[EXERCISE DESCRIPTION]: Write out, word for word, every line in the data below from the one containing "mod series;" to the one containing "fn location_id(&self) -> u64;", both of them included.

[Collected data]

• • • •

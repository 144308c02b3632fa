// Copyright 2025-Present Datadog, Inc. https://www.datadoghq.com/
// SPDX-License-Identifier: Apache-2.0

//! Renders an aggregated tree for API responses.

mod flamegraph;
mod format;
mod top;

pub use flamegraph::*;
pub use format::*;
pub use top::*;

use crate::collections::identifiable::FxHashMap;
use crate::config::ReportOptions;
use crate::error::{AggregationError, Result};
use crate::internal::{LocationId, ValueType};
use crate::normalize::Normalizer;
use crate::series::Series;
use crate::tree::{ProfileTree, TreeNode, ROOT_LOCATION_ID};
use profstore_protobuf as pprof;
use serde::Serialize;
use std::fmt;
use std::ops::Range;
use std::str::FromStr;

const ROOT_NAME: &str = "root";

#[derive(Clone, Debug, Default, PartialEq, Serialize)]
pub struct ProfileMeta {
    pub period_type: Option<ValueType>,
    pub period: i64,
    /// The sample type the tree was built from.
    pub sample_type: ValueType,
    pub time_nanos: i64,
    pub duration_nanos: i64,
}

#[derive(Clone, Debug, PartialEq)]
struct Frame {
    name: String,
    inlined: bool,
}

/// A tree plus what a report needs to describe it: frame names and the
/// profile's metadata.
#[derive(Clone, Debug, PartialEq)]
pub struct AggregatedProfile {
    pub tree: ProfileTree,
    pub meta: ProfileMeta,
    frames: FxHashMap<u64, Frame>,
}

impl AggregatedProfile {
    /// Builds the tree of a decoded profile from the values at
    /// `sample_index`.
    pub fn from_pprof(profile: &pprof::Profile, sample_index: usize) -> Result<Self> {
        if sample_index >= profile.sample_types.len() {
            return Err(AggregationError::malformed(format!(
                "sample index {sample_index} out of range for {} sample types",
                profile.sample_types.len()
            )));
        }
        let mut normalizer = Normalizer::new();
        let samples = normalizer.normalize(profile)?;
        let tree = ProfileTree::from_samples(&samples, sample_index);
        let meta = ProfileMeta {
            time_nanos: profile.time_nanos,
            duration_nanos: profile.duration_nanos,
            ..meta_of(&normalizer, sample_index)
        };
        Ok(Self::new(tree, meta, &normalizer))
    }

    /// Sums the snapshots of `series` in `range`.
    pub fn from_series(series: &Series, range: Range<usize>) -> Self {
        let (time_nanos, duration_nanos) = series.time_span(range.clone());
        let tree = series.aggregate(range);
        let meta = ProfileMeta {
            time_nanos,
            duration_nanos,
            ..meta_of(series.normalizer(), series.sample_index())
        };
        Self::new(tree, meta, series.normalizer())
    }

    fn new(tree: ProfileTree, meta: ProfileMeta, normalizer: &Normalizer) -> Self {
        let mut frames = FxHashMap::default();
        tree.for_each(|node, _| {
            let id = node.location_id();
            if id == ROOT_LOCATION_ID || frames.contains_key(&id) {
                return;
            }
            if let Some(location) = LocationId::from_raw(id) {
                frames.insert(
                    id,
                    Frame {
                        name: normalizer.frame_name(location),
                        inlined: normalizer.is_inlined(location),
                    },
                );
            }
        });
        Self { tree, meta, frames }
    }

    pub fn frame_name(&self, location_id: u64) -> &str {
        if location_id == ROOT_LOCATION_ID {
            return ROOT_NAME;
        }
        self.frames
            .get(&location_id)
            .map(|frame| frame.name.as_str())
            .unwrap_or_default()
    }

    pub fn is_inlined(&self, location_id: u64) -> bool {
        self.frames
            .get(&location_id)
            .is_some_and(|frame| frame.inlined)
    }
}

fn meta_of(normalizer: &Normalizer, sample_index: usize) -> ProfileMeta {
    let period = normalizer.period();
    ProfileMeta {
        period_type: period.map(|p| p.typ.clone()),
        period: period.map(|p| p.value).unwrap_or_default(),
        sample_type: normalizer
            .sample_types()
            .and_then(|types| types.get(sample_index))
            .cloned()
            .unwrap_or_default(),
        time_nanos: 0,
        duration_nanos: 0,
    }
}

/// Summary of a profile without its tree.
#[derive(Clone, Debug, PartialEq, Serialize)]
pub struct Meta {
    #[serde(flatten)]
    pub meta: ProfileMeta,
    pub total: i64,
    pub total_formatted: String,
}

pub fn meta(profile: &AggregatedProfile) -> Meta {
    let total = profile.tree.total();
    Meta {
        meta: profile.meta.clone(),
        total,
        total_formatted: format_value(total, &profile.meta.sample_type.unit),
    }
}

#[derive(Copy, Clone, Debug, Eq, PartialEq)]
pub enum ReportKind {
    Meta,
    Top,
    Flamegraph,
}

impl FromStr for ReportKind {
    type Err = AggregationError;

    fn from_str(s: &str) -> Result<Self> {
        match s {
            "meta" => Ok(Self::Meta),
            "top" => Ok(Self::Top),
            "flamegraph" => Ok(Self::Flamegraph),
            other => Err(AggregationError::UnknownReportKind(other.to_string())),
        }
    }
}

impl fmt::Display for ReportKind {
    fn fmt(&self, f: &mut fmt::Formatter<'_>) -> fmt::Result {
        f.write_str(match self {
            Self::Meta => "meta",
            Self::Top => "top",
            Self::Flamegraph => "flamegraph",
        })
    }
}

#[derive(Clone, Debug, PartialEq, Serialize)]
#[serde(tag = "kind", rename_all = "lowercase")]
pub enum Report {
    Meta(Meta),
    Top(Top),
    Flamegraph(Flamegraph),
}

impl Report {
    pub fn to_json(&self) -> Result<String> {
        Ok(serde_json::to_string(self)?)
    }
}

pub fn generate_report(
    profile: &AggregatedProfile,
    kind: ReportKind,
    options: &ReportOptions,
) -> Report {
    match kind {
        ReportKind::Meta => Report::Meta(meta(profile)),
        ReportKind::Top => Report::Top(top(profile, options)),
        ReportKind::Flamegraph => Report::Flamegraph(flamegraph(profile, options)),
    }
}

#[cfg(test)]
mod tests {
    use super::*;
    use crate::testing::ProfileBuilder;

    fn heap() -> pprof::Profile {
        ProfileBuilder::new("alloc_objects", "count")
            .sample_type("alloc_space", "bytes")
            .period("space", "bytes", 524_288)
            .time(1_700_000_000_000_000_000, 60_000_000_000)
            .sample(&["malloc", "main"], &[3, 3072])
            .build()
    }

    #[test]
    fn report_kind_parses() {
        assert_eq!("top".parse::<ReportKind>().unwrap(), ReportKind::Top);
        assert_eq!(ReportKind::Flamegraph.to_string(), "flamegraph");
        assert!(matches!(
            "svg".parse::<ReportKind>(),
            Err(AggregationError::UnknownReportKind(kind)) if kind == "svg"
        ));
    }

    #[test]
    fn meta_uses_selected_sample_type() {
        let profile = AggregatedProfile::from_pprof(&heap(), 1).unwrap();
        let json = generate_report(&profile, ReportKind::Meta, &ReportOptions::default())
            .to_json()
            .unwrap();
        let value: serde_json::Value = serde_json::from_str(&json).unwrap();

        assert_eq!(value["kind"], "meta");
        assert_eq!(value["sample_type"]["type"], "alloc_space");
        assert_eq!(value["period_type"]["unit"], "bytes");
        assert_eq!(value["period"], 524_288);
        assert_eq!(value["total"], 3072);
        assert_eq!(value["total_formatted"], "3.00kB");
        assert_eq!(value["duration_nanos"], 60_000_000_000i64);
    }

    #[test]
    fn sample_index_out_of_range() {
        assert!(matches!(
            AggregatedProfile::from_pprof(&heap(), 2),
            Err(AggregationError::MalformedProfile(_))
        ));
    }

    #[test]
    fn reports_are_deterministic() {
        let profile = AggregatedProfile::from_pprof(&heap(), 0).unwrap();
        let options = ReportOptions::default();
        for kind in [ReportKind::Meta, ReportKind::Top, ReportKind::Flamegraph] {
            let a = generate_report(&profile, kind, &options).to_json().unwrap();
            let b = generate_report(&profile.clone(), kind, &options)
                .to_json()
                .unwrap();
            assert_eq!(a, b);
        }
    }

    #[test]
    fn series_range_report() {
        let mut series = Series::default();
        for value in [1, 2, 4] {
            let snapshot = ProfileBuilder::new("samples", "count")
                .time(value * 1_000, 10)
                .sample(&["work", "main"], &[value])
                .build();
            series.append(&snapshot).unwrap();
        }
        let profile = AggregatedProfile::from_series(&series, 1..3);
        assert_eq!(profile.tree.total(), 6);
        assert_eq!(profile.meta.time_nanos, 2_000);
        assert_eq!(profile.meta.duration_nanos, 20);

        let Report::Top(top) = generate_report(&profile, ReportKind::Top, &ReportOptions::default())
        else {
            panic!("expected a top report");
        };
        assert_eq!(top.rows[0].name, "work");
        assert_eq!(top.rows[0].flat, 6);
    }
}
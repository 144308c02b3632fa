// Copyright 2025-Present Datadog, Inc. https://www.datadoghq.com/
// SPDX-License-Identifier: Apache-2.0

//! Call trees keyed by canonical location id.
//!
//! Every tree has a synthetic root with location id 0. Children are kept
//! sorted by ascending location id, so lookups and inserts are binary
//! searches and every traversal visits siblings in the same order.

mod column;
mod iter;
mod profile;
mod series;

pub use column::*;
pub use iter::*;
pub use profile::*;
pub use series::*;

/// Location id of the synthetic root of every tree.
pub const ROOT_LOCATION_ID: u64 = 0;

/// A node of a tree that [TreeIterator] can walk.
pub trait TreeNode: Sized {
    fn location_id(&self) -> u64;

    /// Sorted by ascending [TreeNode::location_id].
    fn children(&self) -> &[Self];

    /// Index of the child with `location_id`, or where it would be inserted.
    #[inline]
    fn search_child(&self, location_id: u64) -> Result<usize, usize> {
        self.children()
            .binary_search_by_key(&location_id, TreeNode::location_id)
    }
}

• • • •

[TASK OUTPUT]:
mod series;

pub use column::*;
pub use iter::*;
pub use profile::*;
pub use series::*;

/// Location id of the synthetic root of every tree.
pub const ROOT_LOCATION_ID: u64 = 0;

/// A node of a tree that [TreeIterator] can walk.
pub trait TreeNode: Sized {
    fn location_id(&self) -> u64;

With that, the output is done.